Bei fehlender positiver Kenntnis kann ein Unterlassungs- oder Löschungsanspruch wegen mittelbarer Störerschaft aufgrund eines vom Hostprovider oder dem Betreiber des Informationsportals einzuleitenden Prüfverfahrens entstehen. Wird der Provider nämlich mit der Beanstandung eines Betroffenen konfrontiert, die so konkret gefasst ist, dass der Rechtsverstoß auf der Grundlage der Behauptung des Betroffenen unschwer bejaht werden kann, ist eine Ermittlung und Bewertung des gesamten Sachverhalts unter Berücksichtigung einer etwaigen Stellungnahme des für den beanstandeten Beitrag Verantwortlichen erforderlich (erstmals BGHZ 191, 219= NJW 2012, 148 Rn. 25f. und jetzt BGH NJW 2016, 2106 = BGHZ 209, 139[i] Rn. 24; vgl. auch Palandt/Sprau, BGB, 76. Aufl., § 823 Rz. 203; MünchKomm-BGB/Rixecker, 7. Aufl., Anhang § 12 Rz. 246). Welcher Überprüfungsaufwand vom Hostprovider im Einzelfall zu verlangen ist, ist aufgrund einer umfassenden Interessenabwägung, bei der die betroffenen Grundrechte der Beteiligten zu berücksichtigen sind, zu ermitteln (BGH NJW 2016, 2106 Rn. 38). Mindestens ist in der Regel jedenfalls eine Stellungnahme des einstellenden Dritten zu der Rüge des Betroffenen einzuholen. Eine Verpflichtung zur Löschung des beanstandeten Eintrags entsteht, wenn auf der Grundlage der Stellungnahme des für den Beitrag Verantwortlichen und einer etwaigen Replik des Betroffenen unter Berücksichtigung etwa zu verlangender Nachweise von einer rechtswidrigen Verletzung des Persönlichkeitsrechts auszugehen ist (BGHZ 191, 219 Rn. 27). Ein Anspruch auf Unterlassung/Löschung besteht aber auch, wenn keine Stellungnahme des Dritten eingeholt wird, der Hostprovider also seinen Prüfpflichten nicht nachkommt.

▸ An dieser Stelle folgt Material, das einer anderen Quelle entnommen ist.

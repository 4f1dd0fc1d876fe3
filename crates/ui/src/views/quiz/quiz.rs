use std::time::Duration;

use dioxus::prelude::*;
use dioxus_router::Link;

use quiz_core::Progress;
use quiz_core::model::CategoryKey;

use crate::context::AppContext;
use crate::narration;
use crate::routes::Route;
use crate::views::{ViewError, ViewState, view_state_from_resource};
use crate::vm::{QuizIntent, QuizPhase, QuizVm};

#[cfg(test)]
use std::cell::RefCell;
#[cfg(test)]
use std::rc::Rc;

/// How long feedback stays on screen before the next question replaces it.
const FEEDBACK_DELAY: Duration = Duration::from_millis(1500);

#[derive(Clone, Copy, Debug, PartialEq, Eq)]
enum LastAction {
    LoadQuestion,
    Submit,
    Restart,
}

#[component]
pub fn QuizView(category: String) -> Element {
    let ctx = use_context::<AppContext>();
    let flow = ctx.quiz_flow();
    let category_key = CategoryKey::new(category.clone()).ok();
    let title = category_key
        .as_ref()
        .map_or_else(|| "Quiz".to_string(), |key| format!("Quiz: {}", key.title()));

    let error = use_signal(|| None::<ViewError>);
    let vm = use_signal(|| None::<QuizVm>);
    let last_action = use_signal(|| None::<LastAction>);
    let narration_settings = use_signal(|| ctx.narration());

    let flow_for_resource = flow.clone();
    let category_for_resource = category_key.clone();
    let resource = use_resource(move || {
        let flow = flow_for_resource.clone();
        let category = category_for_resource.clone();
        let mut error = error;
        let mut vm = vm;
        let mut last_action = last_action;

        async move {
            last_action.set(Some(LastAction::LoadQuestion));
            let Some(category) = category else {
                return Err(ViewError::InvalidCategory);
            };
            let started = QuizVm::start(&flow, &category).await?;
            if let Some(text) = started.spoken_question() {
                let settings = narration_settings.peek().clone();
                narration::narrate(&text, &settings);
            }
            vm.set(Some(started));
            error.set(None);
            Ok::<_, ViewError>(())
        }
    });

    let state = view_state_from_resource(&resource);

    let dispatch_intent = {
        let flow = flow.clone();
        let category_key = category_key.clone();
        use_callback(move |intent: QuizIntent| {
            let mut error = error;
            let mut vm = vm;
            let mut last_action = last_action;

            match intent {
                QuizIntent::Select(index) => {
                    if let Some(vm) = vm.write().as_mut() {
                        vm.select(index);
                    }
                }
                QuizIntent::Submit => {
                    let flow = flow.clone();
                    let Some(category) = category_key.clone() else {
                        return;
                    };
                    spawn(async move {
                        last_action.set(Some(LastAction::Submit));
                        // Network steps run on a working copy; the signal
                        // keeps the last render on screen, moved to
                        // Submitting so inputs disable meanwhile.
                        let mut vm_value = {
                            let mut guard = vm.write();
                            let Some(current) = guard.as_mut() else {
                                error.set(Some(ViewError::Unknown));
                                return;
                            };
                            if !current.can_submit() {
                                return;
                            }
                            let working = current.clone();
                            current.begin_submit();
                            working
                        };

                        let submitted = vm_value.submit_selected(&flow, &category).await;
                        let spoken = vm_value.spoken_feedback();
                        vm.set(Some(vm_value.clone()));

                        if let Err(err) = submitted {
                            error.set(Some(err));
                            return;
                        }
                        error.set(None);
                        if let Some(text) = spoken {
                            let settings = narration_settings.peek().clone();
                            narration::narrate(&text, &settings);
                        }

                        // Leave the feedback on screen before the next load;
                        // a failure from here on retries as a load.
                        last_action.set(Some(LastAction::LoadQuestion));
                        tokio::time::sleep(FEEDBACK_DELAY).await;

                        let advanced = vm_value.advance(&flow, &category).await;
                        let spoken = vm_value.spoken_question();
                        vm.set(Some(vm_value));

                        match advanced {
                            Ok(_) => {
                                error.set(None);
                                if let Some(text) = spoken {
                                    let settings = narration_settings.peek().clone();
                                    narration::narrate(&text, &settings);
                                }
                            }
                            Err(err) => error.set(Some(err)),
                        }
                    });
                }
                QuizIntent::Restart => {
                    let flow = flow.clone();
                    let Some(category) = category_key.clone() else {
                        return;
                    };
                    let mut resource = resource;
                    spawn(async move {
                        last_action.set(Some(LastAction::Restart));
                        match flow.reset(&category).await {
                            Ok(()) => {
                                error.set(None);
                                // The reset directive rewound the server
                                // session; reload from question one.
                                resource.restart();
                            }
                            Err(err) => error.set(Some(ViewError::from_flow(&err))),
                        }
                    });
                }
            }
        })
    };

    #[cfg(test)]
    {
        let mut registered = use_signal(|| false);
        if !registered() {
            registered.set(true);
            if let Some(handles) = try_consume_context::<QuizTestHandles>() {
                handles.register(dispatch_intent);
            }
        }
    }

    let retry_action = use_callback(move |()| match last_action() {
        Some(LastAction::LoadQuestion) | None => {
            let mut resource = resource;
            resource.restart();
        }
        Some(LastAction::Submit) => dispatch_intent.call(QuizIntent::Submit),
        Some(LastAction::Restart) => dispatch_intent.call(QuizIntent::Restart),
    });

    let vm_guard = vm.read();
    let phase = vm_guard.as_ref().map(QuizVm::phase);
    let progress = vm_guard
        .as_ref()
        .map_or_else(Progress::default, QuizVm::progress);
    let question_text = vm_guard
        .as_ref()
        .and_then(|vm| vm.question().map(|q| q.text().to_string()));
    let option_rows = vm_guard
        .as_ref()
        .map_or_else(Vec::new, QuizVm::option_rows);
    let feedback_message = vm_guard
        .as_ref()
        .and_then(|vm| vm.feedback().map(|f| f.message().to_string()));
    let feedback_explanation = vm_guard
        .as_ref()
        .and_then(|vm| vm.feedback().map(|f| f.explanation().to_string()));
    let score_line = vm_guard
        .as_ref()
        .and_then(|vm| vm.summary().map(|s| s.score_line()));
    let can_submit = vm_guard.as_ref().is_some_and(QuizVm::can_submit);
    let awaiting = phase == Some(QuizPhase::AwaitingAnswer);
    let finished = phase == Some(QuizPhase::Finished);
    let progress_width = progress.width_css();
    let progress_label = progress.label();
    let narration_enabled = narration_settings.read().enabled();
    let view_error = *error.read();

    rsx! {
        div { class: "page quiz-page",
            header { class: "quiz-header",
                h2 { id: "quiz-title", "{title}" }
                label { class: "narration-toggle",
                    input {
                        r#type: "checkbox",
                        checked: narration_enabled,
                        onchange: {
                            let mut narration_settings = narration_settings;
                            move |evt: FormEvent| {
                                narration_settings.write().set_enabled(evt.checked());
                            }
                        },
                    }
                    "Read aloud"
                }
            }
            div { class: "progress-track",
                div {
                    id: "progress-bar",
                    class: "progress-bar",
                    style: "width: {progress_width}",
                }
            }
            p { id: "progress-text", "{progress_label}" }

            match state {
                ViewState::Idle => rsx! {
                    p { "Idle" }
                },
                ViewState::Loading => rsx! {
                    p { "Loading..." }
                },
                ViewState::Error(err) => rsx! {
                    div { class: "quiz-error",
                        p { "{err.message()}" }
                        button {
                            class: "btn btn-secondary",
                            r#type: "button",
                            onclick: move |_| retry_action.call(()),
                            "Retry"
                        }
                    }
                },
                ViewState::Ready(()) => rsx! {
                    if let Some(err) = view_error {
                        div { class: "quiz-error",
                            p { "{err.message()}" }
                            button {
                                class: "btn btn-secondary",
                                r#type: "button",
                                onclick: move |_| retry_action.call(()),
                                "Retry"
                            }
                        }
                    }
                    if finished {
                        div { class: "quiz-complete",
                            h2 { "Quiz Finished!" }
                            if let Some(line) = score_line {
                                p { class: "score", "{line}" }
                            }
                            div { class: "quiz-complete__actions",
                                button {
                                    id: "restart-btn",
                                    r#type: "button",
                                    onclick: move |_| dispatch_intent.call(QuizIntent::Restart),
                                    "Restart Quiz"
                                }
                                Link { to: Route::Home {}, "Back to Home" }
                            }
                        }
                    } else if let Some(text) = question_text {
                        div { class: "question-box fade-in", id: "question-box",
                            p { class: "question-text",
                                strong { "{text}" }
                            }
                            div { class: "options",
                                for row in option_rows {
                                    div {
                                        key: "{row.index}",
                                        class: if row.mark_class.is_empty() {
                                            "option".to_string()
                                        } else {
                                            format!("option {}", row.mark_class)
                                        },
                                        label {
                                            input {
                                                r#type: "radio",
                                                name: "option",
                                                value: "{row.label}",
                                                checked: row.selected,
                                                required: true,
                                                disabled: !awaiting,
                                                onchange: {
                                                    let index = row.index;
                                                    move |_| dispatch_intent.call(QuizIntent::Select(index))
                                                },
                                            }
                                            " {row.label}"
                                        }
                                    }
                                }
                            }
                            button {
                                id: "submit-answer",
                                r#type: "button",
                                disabled: !can_submit,
                                onclick: move |_| dispatch_intent.call(QuizIntent::Submit),
                                "Submit Answer"
                            }
                            div { id: "feedback",
                                if let Some(message) = feedback_message {
                                    p {
                                        strong { "{message}" }
                                    }
                                }
                                if let Some(explanation) = feedback_explanation {
                                    p {
                                        em { "{explanation}" }
                                    }
                                }
                            }
                        }
                    } else {
                        p { "No question available." }
                    }
                },
            }
        }
    }
}

#[cfg(test)]
#[derive(Clone, Default)]
pub(crate) struct QuizTestHandles {
    dispatch: Rc<RefCell<Option<Callback<QuizIntent>>>>,
}

#[cfg(test)]
impl QuizTestHandles {
    pub(crate) fn register(&self, dispatch: Callback<QuizIntent>) {
        *self.dispatch.borrow_mut() = Some(dispatch);
    }

    pub(crate) fn dispatch(&self) -> Callback<QuizIntent> {
        (*self.dispatch.borrow()).expect("quiz dispatch registered")
    }
}
use std::future::Future;
use std::sync::Arc;

use quiz_core::Progress;
use quiz_core::model::{AnswerFeedback, CategoryKey, QuizQuestion, QuizSummary};

use crate::backend::QuizBackend;
use crate::error::{BackendError, QuizFlowError};
use crate::retry::RetryPolicy;

/// What a question fetch produced: either the next question or the
/// finished-session summary.
#[derive(Debug, Clone, PartialEq, Eq)]
pub enum QuizTurn {
    Question(QuizQuestion),
    Finished(QuizSummary),
}

/// Result of submitting one answer.
#[derive(Debug, Clone, PartialEq, Eq)]
pub struct AnswerOutcome {
    pub feedback: AnswerFeedback,
    pub progress: Progress,
}

/// Orchestrates the fetch-question / submit-answer / reset cycle against a
/// quiz backend, mapping wire payloads into validated domain types and
/// retrying transient failures once.
#[derive(Clone)]
pub struct QuizFlowService {
    backend: Arc<dyn QuizBackend>,
    retry: RetryPolicy,
}

impl QuizFlowService {
    #[must_use]
    pub fn new(backend: Arc<dyn QuizBackend>) -> Self {
        Self {
            backend,
            retry: RetryPolicy::default(),
        }
    }

    #[must_use]
    pub fn with_retry_policy(mut self, retry: RetryPolicy) -> Self {
        self.retry = retry;
        self
    }

    /// Fetch the current question for the category.
    ///
    /// # Errors
    ///
    /// Returns `QuizFlowError::Backend` when the server is unreachable after
    /// the bounded retry, or a validation error for malformed payloads.
    pub async fn load_question(&self, category: &CategoryKey) -> Result<QuizTurn, QuizFlowError> {
        let payload = self
            .with_retry(|| self.backend.fetch_question(category))
            .await?;

        if payload.finished {
            let summary =
                QuizSummary::new(payload.score.unwrap_or(0), payload.total_questions)?;
            return Ok(QuizTurn::Finished(summary));
        }

        let question = QuizQuestion::new(
            payload.question.unwrap_or_default(),
            payload.options,
            payload.question_number,
            payload.total_questions,
        )?;
        Ok(QuizTurn::Question(question))
    }

    /// Submit the option at `selected_index` of `question`.
    ///
    /// The feedback resolves highlight marks against the question's option
    /// list, and the progress comes from the answer payload so the bar
    /// advances while the feedback is on screen.
    ///
    /// # Errors
    ///
    /// Returns `QuizFlowError::InvalidSelection` when the index does not name
    /// an option, otherwise backend errors as for `load_question`.
    pub async fn submit_answer(
        &self,
        category: &CategoryKey,
        question: &QuizQuestion,
        selected_index: usize,
    ) -> Result<AnswerOutcome, QuizFlowError> {
        let selected = question
            .option_label(selected_index)
            .ok_or(QuizFlowError::InvalidSelection {
                index: selected_index,
            })?
            .to_string();

        let payload = self
            .with_retry(|| self.backend.submit_answer(category, &selected))
            .await?;

        let feedback = AnswerFeedback::new(
            payload.feedback_msg,
            payload.explanation,
            payload.correct,
            question.options(),
            selected_index,
        );
        let progress = Progress::new(payload.question_number, payload.total_questions);

        Ok(AnswerOutcome { feedback, progress })
    }

    /// Send the reset directive so the next fetch starts a fresh session.
    ///
    /// # Errors
    ///
    /// Returns `QuizFlowError::Backend` when the reset request fails.
    pub async fn reset(&self, category: &CategoryKey) -> Result<(), QuizFlowError> {
        self.with_retry(|| self.backend.reset(category)).await?;
        Ok(())
    }

    async fn with_retry<T, F, Fut>(&self, mut op: F) -> Result<T, BackendError>
    where
        F: FnMut() -> Fut,
        Fut: Future<Output = Result<T, BackendError>>,
    {
        let mut attempt = 0;
        loop {
            match op().await {
                Ok(value) => return Ok(value),
                Err(err) if attempt < self.retry.max_retries() && err.is_transient() => {
                    let delay = self.retry.delay(attempt);
                    tracing::warn!(%err, attempt, ?delay, "transient backend failure, retrying");
                    tokio::time::sleep(delay).await;
                    attempt += 1;
                }
                Err(err) => {
                    tracing::error!(%err, "backend request failed");
                    return Err(err);
                }
            }
        }
    }
}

Hier hat zwar die Klägerin den Beklagten mit dem vorgerichtlichen Schreiben vom 27.5.2016 aufgefordert, "Rücksprache bei dem direkten Verletzer zu nehmen" und der Beklagte hat nichts unternommen. Gleichwohl besteht unter diesem Gesichtspunkt kein Anspruch auf Unterlassung gegen den Beklagten, denn es fehlt in dem Schreiben an einer so konkret gefassten Darstellung, dass auf ihrer Grundlage der Rechtsverstoß unschwer bejaht werden kann.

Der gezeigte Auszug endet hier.